Dziewięć zastępów straży pożarnej - zawodowej z Gorlic, ale też jednostek ochotniczych z Biecza, Binarowej, Korczyny, i Grudnej Kępskiej walczyło z pożarem, który wybuchł tuż przed północą w Grudnej Kępskiej. W ogniu stanął drewniany zamieszkały dom. Akcja gaśnicza trwała ponad trzy godziny.
Przybyli na miejsce strażacy zastali drewniany dom w części objęty ogniem. Płomienie wydobywały się z ogarniętego pożarem budynku. Co ciekawe, ognia nie było widać na frontowej ścianie, ale wydobywał się on spod połaci dachu z tyłu domu. Na szczęście mieszkańcy zdołali sami opuścić dom, jeszcze przed przyjazdem strażaków.

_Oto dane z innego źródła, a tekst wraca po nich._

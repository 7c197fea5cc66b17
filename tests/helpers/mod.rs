//! Test helpers and fixtures for batch executor integration tests
//!
//! This module provides the scripted store, sleepers and data builders used
//! across the integration tests. No DynamoDB endpoint is needed.
#![allow(dead_code)]

pub mod fixtures;

pub use dynamo_batch::table::DynamoTable;
pub use serde::{Deserialize, Serialize};

pub use fixtures::*;

/// Install a fmt subscriber writing through the test harness (idempotent)
pub fn init_tracing() {
    let _ = tracing_subscriber::fmt()
        .with_test_writer()
        .with_max_level(tracing::Level::DEBUG)
        .try_init();
}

- Straty wstępnie zostały oszacowane na około 100 tys. złotych, a za najbardziej prawdopodobną przyczyną pożaru było podpalenie – powiedział w rozmowie z nami brygadier Dariusz Surmacz, oficer prasowy Komendy Powiatowej Państwowej Straży Pożarnej w Gorlicach.
W związku ze sprawą już tego samego wieczoru w miejscu, gdzie płonął drewniany dom policja zatrzymała 55-letniego mężczyznę, męża właścicielki domu. W budynku w momemncie podpalenia był też ich 16-letni syn.
- Do wczoraj, zanim swoje czynności podjął prokurator, 55-latek trzeźwiał w gorlickim areszcie. Badanie alkomatem wykazało, że w jego organizmie w chwili zatrzymania znajdowało się około 1,5 promila alkoholu – powiedział nam aspirant sztabowy Gustaw Janas, oficer prasowy Komendy Powiatowej Policji w Gorlicach.
Wczoraj Marek L. usłyszał zarzut z art 288 Kodeksu Karnego parafraf 1czyli zniszczenia cudzego mienia i oraz z art 160 Kodeksu Karnego paragraf 1 czyli narażenia na bezpośrednie niebezpieczeństwo utraty życia albo zdrowia ludzi, którzy przebywali w domu w chwili pożaru, za co grozi mu do pięciu lat pozbawienia wolności.
- Podejrzany usłyszał także zarzut gróźb karalnych, bo rzeczywiście groził bliskim podpaleniem domu, a potem w krótkim czasie zrealizował swój zamiar- -komentuje Sławomir Korbelak, prokurator Prokuratury Rejonowej w Gorlicach. - W czasie przesłuchania mężczyzna przyznał się do podpalenia domu, wyraził skruchę i szczery żal. Nie zmienia to faktu, że pozbawił dachu nad głową swoich bliskich, co jest czynem bardzo szkodliwym społecznie - dodaje prokurator.
Dlatego też prokuratura wnioskowała do Sądu Rejonowego w Gorlicach. o najbardziej dotkliwy ze środków zapobiegawczych stosowanych wobec podejrzanego, czyli trzymiesięczny areszt tymczasowy. Wczoraj późnym popołudniem Sąd Rejonowy w Gorlicach zasądził areszt dla Marka L.
Na pytanie sądu, czy zgadza się z postanowieniem i zasądzeniem trzymiesięcznego aresztu tymczasowego, potwierdził tylko zadając zarazem retoryczne pytanie: A gdzie ja mam wrócić?